The purpose of this study was thus to compare capabilities for quantitative differentiation of non- and minimally invasive adenocarcinomas from other of pulmonary MRIs with ultra-short TE (UTE) obtained with single- and dual-echo techniques (UTE-MRISingle and UTE-MRIDual) and thin-section CT for stage IA lung cancer patients.

Methods

Ninety pathologically diagnosed stage IA lung cancer patients who underwent thin-section standard-dose CT, UTE-MRISingle, and UTE-MRIDual, surgical treatment and pathological examinations were included in this retrospective study. The largest dimension (Dlong), solid portion (solid Dlong), and consolidation/tumor (C/T) ratio of each nodule were assessed. Two-tailed Student’s t-tests were performed to compare all indexes obtained with each method between non- and minimally invasive adenocarcinomas and other lung cancers. Receiver operating characteristic (ROC)-based positive tests were performed to determine all feasible threshold values for distinguishing non- or minimally invasive adenocarcinoma (MIA) from other lung cancers. Sensitivity, specificity, and accuracy were then compared by means of McNemar’s test.

Results

Each index showed significant differences between the two groups (p < 0.0001). Specificities and accuracies of solid Dlong for UTE-MRIDual2nd echo and CTMediastinal were significantly higher than those of solid Dlong for UTE-MRISingle and UTE-MRIDual1st echo and all C/T ratios except CTMediastinal (p < 0.05). Moreover, the specificities and accuracies of solid Dlong and C/T ratio were significantly higher than those of Dlong for each method (p < 0.05).

Conclusion

Pulmonary MRI with UTE is considered at least as valuable as thin-section CT for quantitative differentiation of non- and minimally invasive adenocarcinomas from other stage IA lung cancers.

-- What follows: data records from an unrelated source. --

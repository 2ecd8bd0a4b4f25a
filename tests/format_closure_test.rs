//! Every supported input converts to every supported output.

use image::{GrayImage, Luma};
use lopdf::content::{Content, Operation};
use lopdf::{dictionary, Object, Stream};
use std::io::{Cursor, Write};
use std::sync::Arc;
use unidoc::ocr::{PixelBox, Preprocessed, RawToken, RecognizedTokens};
use unidoc::{ConvertOptions, Error, Result, Unidoc};
use zip::write::SimpleFileOptions;
use zip::ZipWriter;

const MARKDOWN: &str = "# Quarterly Report\n\nSales grew in **every** region. See [details](https://example.com/q).\n\n## مرحبا\n\nنص عربي قصير.\n\n| Region | Total |\n|---|---|\n| North | 12 |\n| South | 7 |\n\n1. first\n2. second\n";

fn package(parts: &[(&str, &str)]) -> Vec<u8> {
    let mut zip = ZipWriter::new(Cursor::new(Vec::new()));
    for (name, data) in parts {
        zip.start_file(*name, SimpleFileOptions::default()).unwrap();
        zip.write_all(data.as_bytes()).unwrap();
    }
    zip.finish().unwrap().into_inner()
}

fn pptx() -> Vec<u8> {
    let slide = |title: &str, body: &str| {
        format!(
            r#"<p:sld xmlns:p="p" xmlns:a="a" xmlns:r="r"><p:cSld><p:spTree><p:sp><p:nvSpPr><p:cNvPr id="2" name="Title"/><p:nvPr><p:ph type="title"/></p:nvPr></p:nvSpPr><p:txBody><a:p><a:r><a:t>{}</a:t></a:r></a:p></p:txBody></p:sp><p:sp><p:nvSpPr><p:cNvPr id="3" name="Body"/><p:nvPr/></p:nvSpPr><p:txBody><a:p><a:r><a:t>{}</a:t></a:r></a:p></p:txBody></p:sp></p:spTree></p:cSld></p:sld>"#,
            title, body
        )
    };
    let s1 = slide("Intro", "Welcome");
    let s2 = slide("شكرا", "Thanks &amp; goodbye");
    package(&[("ppt/slides/slide1.xml", s1.as_str()), ("ppt/slides/slide2.xml", s2.as_str())])
}

fn xlsx() -> Vec<u8> {
    const MAIN: &str = "http://schemas.openxmlformats.org/spreadsheetml/2006/main";
    const REL: &str = "http://schemas.openxmlformats.org/officeDocument/2006/relationships";
    let content_types = r#"<?xml version="1.0" encoding="UTF-8"?><Types xmlns="http://schemas.openxmlformats.org/package/2006/content-types"><Default Extension="rels" ContentType="application/vnd.openxmlformats-package.relationships+xml"/><Default Extension="xml" ContentType="application/xml"/><Override PartName="/xl/workbook.xml" ContentType="application/vnd.openxmlformats-officedocument.spreadsheetml.sheet.main+xml"/><Override PartName="/xl/worksheets/sheet1.xml" ContentType="application/vnd.openxmlformats-officedocument.spreadsheetml.worksheet+xml"/></Types>"#;
    let root_rels = format!(
        r#"<?xml version="1.0" encoding="UTF-8"?><Relationships xmlns="http://schemas.openxmlformats.org/package/2006/relationships"><Relationship Id="rId1" Type="{}/officeDocument" Target="xl/workbook.xml"/></Relationships>"#,
        REL
    );
    let workbook = format!(
        r#"<?xml version="1.0" encoding="UTF-8"?><workbook xmlns="{}" xmlns:r="{}"><sheets><sheet name="Totals" sheetId="1" r:id="rId1"/></sheets></workbook>"#,
        MAIN, REL
    );
    let workbook_rels = format!(
        r#"<?xml version="1.0" encoding="UTF-8"?><Relationships xmlns="http://schemas.openxmlformats.org/package/2006/relationships"><Relationship Id="rId1" Type="{}/worksheet" Target="worksheets/sheet1.xml"/></Relationships>"#,
        REL
    );
    let sheet = format!(
        r#"<?xml version="1.0" encoding="UTF-8"?><worksheet xmlns="{}"><sheetData><row r="1"><c r="A1" t="inlineStr"><is><t>Region</t></is></c><c r="B1" t="inlineStr"><is><t>Total</t></is></c></row><row r="2"><c r="A2" t="inlineStr"><is><t>North</t></is></c><c r="B2"><v>12</v></c></row></sheetData></worksheet>"#,
        MAIN
    );
    package(&[
        ("[Content_Types].xml", content_types),
        ("_rels/.rels", root_rels.as_str()),
        ("xl/workbook.xml", workbook.as_str()),
        ("xl/_rels/workbook.xml.rels", workbook_rels.as_str()),
        ("xl/worksheets/sheet1.xml", sheet.as_str()),
    ])
}

fn pdf() -> Vec<u8> {
    let mut doc = lopdf::Document::with_version("1.5");
    let pages_id = doc.new_object_id();
    let font_id = doc.add_object(dictionary! {
        "Type" => "Font",
        "Subtype" => "Type1",
        "BaseFont" => "Courier",
    });
    let resources_id = doc.add_object(dictionary! {
        "Font" => dictionary! { "F1" => font_id },
    });
    let mut kids = Vec::new();
    for text in ["First page text", "Second page text"] {
        let content = Content {
            operations: vec![
                Operation::new("BT", vec![]),
                Operation::new("Tf", vec!["F1".into(), 12.into()]),
                Operation::new("Td", vec![72.into(), 700.into()]),
                Operation::new("Tj", vec![Object::string_literal(text)]),
                Operation::new("ET", vec![]),
            ],
        };
        let content_id = doc.add_object(Stream::new(dictionary! {}, content.encode().unwrap()));
        let page_id = doc.add_object(dictionary! {
            "Type" => "Page",
            "Parent" => pages_id,
            "Contents" => content_id,
        });
        kids.push(page_id.into());
    }
    let count = kids.len() as i64;
    doc.objects.insert(
        pages_id,
        Object::Dictionary(dictionary! {
            "Type" => "Pages",
            "Kids" => kids,
            "Count" => count,
            "Resources" => resources_id,
            "MediaBox" => vec![0.into(), 0.into(), 595.into(), 842.into()],
        }),
    );
    let catalog_id = doc.add_object(dictionary! {
        "Type" => "Catalog",
        "Pages" => pages_id,
    });
    doc.trailer.set("Root", catalog_id);
    let mut out = Vec::new();
    doc.save_to(&mut out).unwrap();
    out
}

fn scan() -> Vec<u8> {
    let image = GrayImage::from_fn(120, 40, |x, _| if x % 9 == 0 { Luma([0]) } else { Luma([255]) });
    let mut out = Vec::new();
    image.write_to(&mut Cursor::new(&mut out), image::ImageFormat::Png).unwrap();
    out
}

fn engine(_page: &Preprocessed, _languages: &[String]) -> Result<RecognizedTokens> {
    Ok(vec![
        RawToken::new("Scanned", PixelBox::new(5, 5, 40, 10), 0.95),
        RawToken::new("words", PixelBox::new(50, 5, 30, 10), 0.4),
    ])
}

fn inputs(unidoc: &Unidoc) -> Vec<(&'static str, Vec<u8>)> {
    let source = unidoc.load(MARKDOWN.as_bytes(), "md").unwrap();
    let docx = source.export("docx").unwrap().bytes().to_vec();
    let json = source.export("json").unwrap().bytes().to_vec();
    vec![
        ("md", MARKDOWN.as_bytes().to_vec()),
        ("txt", "Title line\n\nA paragraph of plain text.\n\nשלום עולם".as_bytes().to_vec()),
        ("docx", docx),
        ("json", json),
        ("pptx", pptx()),
        ("xlsx", xlsx()),
        ("pdf", pdf()),
        ("png", scan()),
    ]
}

#[test]
fn test_every_input_reaches_every_output() {
    let unidoc = Unidoc::new().with_ocr_engine(Arc::new(engine));
    let inputs = inputs(&unidoc);
    let outputs = unidoc.supported_output_formats();

    for (tag, bytes) in &inputs {
        assert!(unidoc.supported_input_formats().iter().any(|t| t == tag), "{}", tag);
        let loaded = unidoc
            .load(bytes, tag)
            .unwrap_or_else(|e| panic!("loading {} failed: {}", tag, e));
        assert!(loaded.document().page_count() >= 1, "{}", tag);

        for output in &outputs {
            let result = loaded
                .export(output)
                .unwrap_or_else(|e| panic!("{} -> {} failed: {}", tag, output, e));
            assert!(!result.content.is_empty(), "{} -> {} is empty", tag, output);
            assert_eq!(result.stats.page_count as usize, loaded.document().page_count() as usize, "{} -> {}", tag, output);
        }
    }
}

#[test]
fn test_strict_mode_fails_only_on_irreducible_blocks() {
    let unidoc = Unidoc::new().with_ocr_engine(Arc::new(engine));
    let strict = ConvertOptions::new().with_strict(true);

    for (tag, bytes) in inputs(&unidoc) {
        let loaded = unidoc.load(&bytes, tag).unwrap();
        for output in unidoc.supported_output_formats() {
            let lenient = loaded.export(&output).unwrap();
            match loaded.export_with(&output, &strict) {
                Ok(result) => assert!(result.degradations.is_empty(), "{} -> {}", tag, output),
                Err(Error::IrreducibleStructure { .. }) => {
                    assert!(lenient.is_lossy(), "{} -> {} rejected without degrading", tag, output)
                }
                Err(e) => panic!("{} -> {} failed: {}", tag, output, e),
            }
        }
    }
}

#[test]
fn test_outputs_reload_as_inputs() {
    let unidoc = Unidoc::new();
    let loaded = unidoc.load(MARKDOWN.as_bytes(), "md").unwrap();

    for tag in ["md", "txt", "json", "docx"] {
        let result = loaded.export(tag).unwrap();
        let reloaded = unidoc
            .load(result.bytes(), tag)
            .unwrap_or_else(|e| panic!("reloading {} failed: {}", tag, e));
        assert!(!reloaded.text().trim().is_empty(), "{}", tag);
    }
}

#[test]
fn test_corrupt_inputs_are_reported() {
    let unidoc = Unidoc::new();
    for tag in ["docx", "pptx", "xlsx", "pdf"] {
        let err = unidoc.load(b"definitely not a document", tag).unwrap_err();
        assert!(matches!(err, Error::CorruptInput { .. }), "{}: {:?}", tag, err);
    }
    assert!(matches!(
        unidoc.load(b"whatever", "odt").unwrap_err(),
        Error::UnsupportedFormat { .. }
    ));
}

#[test]
fn test_truncated_package_is_corrupt_input() {
    let unidoc = Unidoc::new();
    let docx = unidoc.load(MARKDOWN.as_bytes(), "md").unwrap().export("docx").unwrap();
    let bytes = docx.bytes();
    let err = unidoc.load(&bytes[..bytes.len() / 2], "docx").unwrap_err();
    assert!(
        matches!(err, Error::CorruptInput { ref format, .. } if format == "docx"),
        "{:?}",
        err
    );
}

Clinical relevance statement

Pulmonary MRI with UTE’s capability for quantitative differentiation of non- and minimally invasive adenocarcinomas from other lung cancers in stage IA lung cancer patients is equal or superior to that of thin-section CT.

Key Points

• Correlations were excellent for pathologically examined nodules with the largest dimensions (Dlong) and a solid component (solid Dlong) for all indexes (0.95 ≤ r ≤ 0.99, p < 0.0001).

• Pathologically examined Dlong and solid Dlong obtained with all methods showed significant differences between non- and minimally invasive adenocarcinomas and other lung cancers (p < 0.0001).

• Solid tumor components are most accurately measured by UTE-MRIDual2nd echo and CTMediastinal, whereas the ground-glass component is imaged by UTE-MRIDual1st echo and CTlung with high accuracy. UTE-MRIDual predicts tumor invasiveness with 100% sensitivity and 87.5% specificity at a C/T threshold of 0.5.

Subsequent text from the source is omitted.